Here in Winchester, Taxachusetts, a unit is a hundred cubic feet
(ccf), costing us us around $3.25/ccf at our household usage level of
about 10 ccf/month. (The rate escalates from $1.22/ccf to $4.94/ccf as
usage increases from 0 to 45 plus ccf per quarterly billing period.)

But, we also pay an egregious "sewer charge" based on water
consumption which ends up coming out to be about 10% MORE than what we
pay for the water.

That's the result of our town being one of forty communities whose
sewage had flowed into Boston Harbor for a couple of hundred
years. When the gummint began cleaning up the harbor and installing
new sewage treatment/disposal systems about 15 years ago, they started
whacking those forty towns real good, and I presume that'll probably
never stop in my lifetime.

Our town won't even allow you to install a second water meter for
irrigation use only and waive the sewer charge on it. So, I don't
treat our lawns to as much water as they really need, 'cause I get
just too annoyed when the water bill arrives.G

The only way to beat that sewage charge is to drill a well.

Jeff
--
Jeffry Wisnia
(W1BSV + Brass Rat '57 EE)
The speed of light is 1.98*10^14 fathoms per fortnight.
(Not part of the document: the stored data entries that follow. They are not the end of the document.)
//! Feature and target scalers

use crate::error::{ArtifactError, PredictError};
use serde::{Deserialize, Serialize};

/// Per-column affine scaler fitted at training time
#[derive(Debug, Clone, Serialize, Deserialize)]
#[serde(tag = "type")]
pub enum Scaler {
    /// `(x - mean) / scale`
    StandardScaler { mean: Vec<f64>, scale: Vec<f64> },
    /// `(x - data_min) / (data_max - data_min)`
    MinMaxScaler { data_min: Vec<f64>, data_max: Vec<f64> },
}

impl Scaler {
    pub fn n_features(&self) -> usize {
        match self {
            Scaler::StandardScaler { mean, .. } => mean.len(),
            Scaler::MinMaxScaler { data_min, .. } => data_min.len(),
        }
    }

    pub fn validate(&self, n_features: usize) -> Result<(), ArtifactError> {
        let (a, b) = match self {
            Scaler::StandardScaler { mean, scale } => (mean, scale),
            Scaler::MinMaxScaler { data_min, data_max } => (data_min, data_max),
        };
        if a.len() != b.len() || a.len() != n_features {
            return Err(ArtifactError::Shape(format!(
                "scaler has {}/{} parameters, expected {}",
                a.len(),
                b.len(),
                n_features
            )));
        }
        Ok(())
    }

    /// Per-column (offset, width) so that `scaled = (x - offset) / width`
    fn params(&self, column: usize) -> (f64, f64) {
        let (offset, width) = match self {
            Scaler::StandardScaler { mean, scale } => (mean[column], scale[column]),
            Scaler::MinMaxScaler { data_min, data_max } => {
                (data_min[column], data_max[column] - data_min[column])
            }
        };
        // Constant columns are left unscaled
        if width == 0.0 {
            (offset, 1.0)
        } else {
            (offset, width)
        }
    }

    fn check_width(&self, x: &[f64]) -> Result<(), PredictError> {
        if x.len() != self.n_features() {
            return Err(PredictError::InferenceFailure(format!(
                "scaler expects {} columns, got {}",
                self.n_features(),
                x.len()
            )));
        }
        Ok(())
    }

    pub fn transform(&self, x: &[f64]) -> Result<Vec<f64>, PredictError> {
        self.check_width(x)?;
        Ok(x.iter()
            .enumerate()
            .map(|(i, v)| {
                let (offset, width) = self.params(i);
                (v - offset) / width
            })
            .collect())
    }

    pub fn inverse_transform(&self, x: &[f64]) -> Result<Vec<f64>, PredictError> {
        self.check_width(x)?;
        Ok(x.iter()
            .enumerate()
            .map(|(i, v)| {
                let (offset, width) = self.params(i);
                v * width + offset
            })
            .collect())
    }
}
//! Ordered column rules for one model type.

use std::any::type_name;
use std::collections::HashMap;
use std::fmt;

use crate::convert::{FromCell, ToCell};
use crate::error::MapError;
use crate::rule::{ColumnRule, PropertyRule};

/// Column-to-property bindings for a single model type `T`.
///
/// Rules keep their insertion order; Write emits columns in that order no
/// matter how the input header of a Read was laid out. A column can be bound
/// only once per rule set.
pub struct RuleSet<T> {
    rules: Vec<(String, Box<dyn ColumnRule<T>>)>,
    index: HashMap<String, usize>,
}

impl<T> Default for RuleSet<T> {
    fn default() -> Self {
        Self::new()
    }
}

impl<T: 'static> RuleSet<T> {
    /// Bind `column` to a property through `rule`.
    ///
    /// # Errors
    ///
    /// Returns [`MapError::DuplicateColumn`] if `column` already has a rule.
    pub fn add_rule<P: 'static>(
        &mut self,
        column: impl Into<String>,
        rule: PropertyRule<T, P>,
    ) -> Result<&mut Self, MapError> {
        let column = column.into();
        if self.index.contains_key(&column) {
            return Err(MapError::DuplicateColumn {
                column,
                type_name: type_name::<T>(),
            });
        }
        tracing::trace!(
            model = type_name::<T>(),
            property = type_name::<P>(),
            column = %column,
            "added column rule"
        );
        let rule: Box<dyn ColumnRule<T>> = Box::new(rule);
        self.index.insert(column.clone(), self.rules.len());
        self.rules.push((column, rule));
        Ok(self)
    }

    /// Bind `column` using the default conversions for `P`.
    pub fn add_property<P, G, S>(
        &mut self,
        column: impl Into<String>,
        getter: G,
        setter: S,
    ) -> Result<&mut Self, MapError>
    where
        P: FromCell + ToCell + 'static,
        G: Fn(&T) -> P + Send + Sync + 'static,
        S: Fn(&mut T, P) + Send + Sync + 'static,
    {
        self.add_rule(column, PropertyRule::new(getter, setter))
    }
}

impl<T> RuleSet<T> {
    pub fn new() -> Self {
        Self {
            rules: Vec::new(),
            index: HashMap::new(),
        }
    }

    /// Rule bound to `column`, or `None` for an unmapped column.
    pub fn get_rule(&self, column: &str) -> Option<&dyn ColumnRule<T>> {
        self.index
            .get(column)
            .map(|&idx| self.rules[idx].1.as_ref())
    }

    /// All rules in insertion order.
    pub fn rules(&self) -> impl Iterator<Item = (&str, &dyn ColumnRule<T>)> {
        self.rules
            .iter()
            .map(|(column, rule)| (column.as_str(), rule.as_ref()))
    }

    /// Column names in insertion order.
    pub fn columns(&self) -> Vec<&str> {
        self.rules.iter().map(|(column, _)| column.as_str()).collect()
    }

    pub fn contains(&self, column: &str) -> bool {
        self.index.contains_key(column)
    }

    pub fn len(&self) -> usize {
        self.rules.len()
    }

    pub fn is_empty(&self) -> bool {
        self.rules.is_empty()
    }
}

impl<T> fmt::Debug for RuleSet<T> {
    fn fmt(&self, f: &mut fmt::Formatter<'_>) -> fmt::Result {
        f.debug_struct("RuleSet")
            .field("model", &type_name::<T>())
            .field("columns", &self.columns())
            .finish()
    }
}
//! Error types for delimited-text mapping.

use std::path::PathBuf;

use sepmap_core::MapError;
use thiserror::Error;

/// Errors that can occur while reading or writing delimited text.
#[derive(Debug, Error)]
pub enum CsvMapError {
    // === Mapping Errors ===
    /// Registry lookup or cell conversion failed.
    #[error(transparent)]
    Map(#[from] MapError),

    // === Input/Output Errors ===
    /// Failed to open or create a file.
    #[error("failed to access file {path}: {source}")]
    File {
        path: PathBuf,
        #[source]
        source: std::io::Error,
    },

    /// Failed to hand rendered text to the caller's writer.
    #[error("failed to write CSV output: {0}")]
    Output(#[source] std::io::Error),

    /// Failed to read the header row.
    #[error("failed to read CSV header: {0}")]
    Header(#[source] csv::Error),

    /// Written output was not valid UTF-8.
    #[error("written CSV is not valid UTF-8: {0}")]
    Utf8(#[from] std::string::FromUtf8Error),

    // === Configuration Errors ===
    /// Separator options are unusable.
    #[error("invalid separator options: {message}")]
    InvalidOptions { message: String },

    /// Failed to parse an options file.
    #[error("failed to parse separator options: {0}")]
    Toml(#[from] toml::de::Error),
}

impl CsvMapError {
    pub(crate) fn file(path: impl Into<PathBuf>, source: std::io::Error) -> Self {
        Self::File {
            path: path.into(),
            source,
        }
    }
}

/// Errors from [`CsvRowSink`](crate::CsvRowSink).
#[derive(Debug, Error)]
pub enum CsvSinkError {
    #[error(transparent)]
    Csv(#[from] csv::Error),

    #[error(transparent)]
    Io(#[from] std::io::Error),

    #[error("column '{column}' is not part of the header")]
    UnknownColumn { column: String },

    #[error("no row is open")]
    NoOpenRow,
}

/// Result type for delimited-text mapping operations.
pub type Result<T> = std::result::Result<T, CsvMapError>;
You are lucky -- are Taxachusetts charge is $4.19/hcf for water and
$6.38/hcf for sewer (total of $10.57/hcf) if you use more than 20
hfc/quarter. And if you use more than 70 hcf/quarter you pay $5.03 for
water and $7.66 for sewer (total of $12.69/hcf).
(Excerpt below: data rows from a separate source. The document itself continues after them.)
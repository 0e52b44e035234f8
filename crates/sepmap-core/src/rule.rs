//! Per-property conversion rules.
//!
//! A [`PropertyRule`] binds one property of type `P` on a model `T` to the
//! text of a single column. Rules of different property types are stored side
//! by side through the [`ColumnRule`] trait, which only speaks text and hides
//! `P` from the rule set.

use std::any::type_name;
use std::fmt;

use crate::convert::{FromCell, ToCell};
use crate::error::{BoxError, ConvertError};

type Getter<T, P> = Box<dyn Fn(&T) -> P + Send + Sync>;
type Setter<T, P> = Box<dyn Fn(&mut T, P) + Send + Sync>;
type ParseFn<P> = Box<dyn Fn(&str) -> Result<P, ConvertError> + Send + Sync>;
type FormatFn<P> = Box<dyn Fn(&P) -> Result<String, ConvertError> + Send + Sync>;

/// Property-type-agnostic view of a rule, as stored in a rule set.
pub trait ColumnRule<T>: Send + Sync {
    /// Read the property from `instance` and render it as cell text.
    fn get_value(&self, instance: &T) -> Result<String, ConvertError>;

    /// Convert `text` and assign it to the property on `instance`.
    fn set_value(&self, instance: &mut T, text: &str) -> Result<(), ConvertError>;

    /// Name of the bound property type, for diagnostics.
    fn property_type(&self) -> &'static str;
}

/// Bidirectional conversion contract for one property.
///
/// The getter and setter are captured once at construction. Parse and format
/// functions default to [`FromCell`] and [`ToCell`] and can be replaced with
/// [`parse_with`](Self::parse_with) and [`format_with`](Self::format_with).
///
/// ```
/// use sepmap_core::{ColumnRule, PropertyRule};
///
/// #[derive(Default)]
/// struct Something {
///     name: String,
/// }
///
/// let rule = PropertyRule::new(|s: &Something| s.name.clone(), |s: &mut Something, v| s.name = v)
///     .parse_with(str::to_uppercase);
///
/// let mut item = Something::default();
/// rule.set_value(&mut item, "raw").unwrap();
/// assert_eq!(item.name, "RAW");
/// assert_eq!(rule.get_value(&item).unwrap(), "RAW");
/// ```
pub struct PropertyRule<T, P> {
    getter: Getter<T, P>,
    setter: Setter<T, P>,
    parse: ParseFn<P>,
    format: FormatFn<P>,
}

impl<T, P> PropertyRule<T, P>
where
    P: FromCell + ToCell + 'static,
{
    /// Create a rule that uses the default conversions for `P`.
    pub fn new<G, S>(getter: G, setter: S) -> Self
    where
        G: Fn(&T) -> P + Send + Sync + 'static,
        S: Fn(&mut T, P) + Send + Sync + 'static,
    {
        Self::with_converters(getter, setter, P::from_cell, |value: &P| {
            Ok(value.to_cell())
        })
    }
}

impl<T, P: 'static> PropertyRule<T, P> {
    /// Create a rule with explicit converters; `P` needs no default conversions.
    pub fn with_converters<G, S, F, W>(getter: G, setter: S, parse: F, format: W) -> Self
    where
        G: Fn(&T) -> P + Send + Sync + 'static,
        S: Fn(&mut T, P) + Send + Sync + 'static,
        F: Fn(&str) -> Result<P, ConvertError> + Send + Sync + 'static,
        W: Fn(&P) -> Result<String, ConvertError> + Send + Sync + 'static,
    {
        Self {
            getter: Box::new(getter),
            setter: Box::new(setter),
            parse: Box::new(parse),
            format: Box::new(format),
        }
    }

    /// Replace the text-to-property conversion.
    #[must_use]
    pub fn parse_with<F>(mut self, parse: F) -> Self
    where
        F: Fn(&str) -> P + Send + Sync + 'static,
    {
        self.parse = Box::new(move |text: &str| Ok(parse(text)));
        self
    }

    /// Replace the text-to-property conversion with a fallible one.
    #[must_use]
    pub fn try_parse_with<F, E>(mut self, parse: F) -> Self
    where
        F: Fn(&str) -> Result<P, E> + Send + Sync + 'static,
        E: Into<BoxError>,
    {
        self.parse = Box::new(move |text: &str| parse(text).map_err(ConvertError::custom));
        self
    }

    /// Replace the property-to-text conversion.
    #[must_use]
    pub fn format_with<W>(mut self, format: W) -> Self
    where
        W: Fn(&P) -> String + Send + Sync + 'static,
    {
        self.format = Box::new(move |value: &P| Ok(format(value)));
        self
    }

    /// Replace the property-to-text conversion with a fallible one.
    #[must_use]
    pub fn try_format_with<W, E>(mut self, format: W) -> Self
    where
        W: Fn(&P) -> Result<String, E> + Send + Sync + 'static,
        E: Into<BoxError>,
    {
        self.format = Box::new(move |value: &P| format(value).map_err(ConvertError::custom));
        self
    }
}

impl<T, P> ColumnRule<T> for PropertyRule<T, P> {
    fn get_value(&self, instance: &T) -> Result<String, ConvertError> {
        let value = (self.getter)(instance);
        (self.format)(&value)
    }

    fn set_value(&self, instance: &mut T, text: &str) -> Result<(), ConvertError> {
        let value = (self.parse)(text)?;
        (self.setter)(instance, value);
        Ok(())
    }

    fn property_type(&self) -> &'static str {
        type_name::<P>()
    }
}

impl<T, P> fmt::Debug for PropertyRule<T, P> {
    fn fmt(&self, f: &mut fmt::Formatter<'_>) -> fmt::Result {
        f.debug_struct("PropertyRule")
            .field("model", &type_name::<T>())
            .field("property", &type_name::<P>())
            .finish_non_exhaustive()
    }
}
You see here in the land of Kennedy and Kerry, even water is "taxed"
progressively.

In our town, you pay the sewer even when watering lawns. So, in the
summer when we exceed 70 hcf/quarter, we are paying 1.7 cents per
gallon.

In fact, I am seriously considering putting in a well (at least for
non-drinking consumption) even though we live in a near-city suburb
since I figure the payback will be less than 5 years.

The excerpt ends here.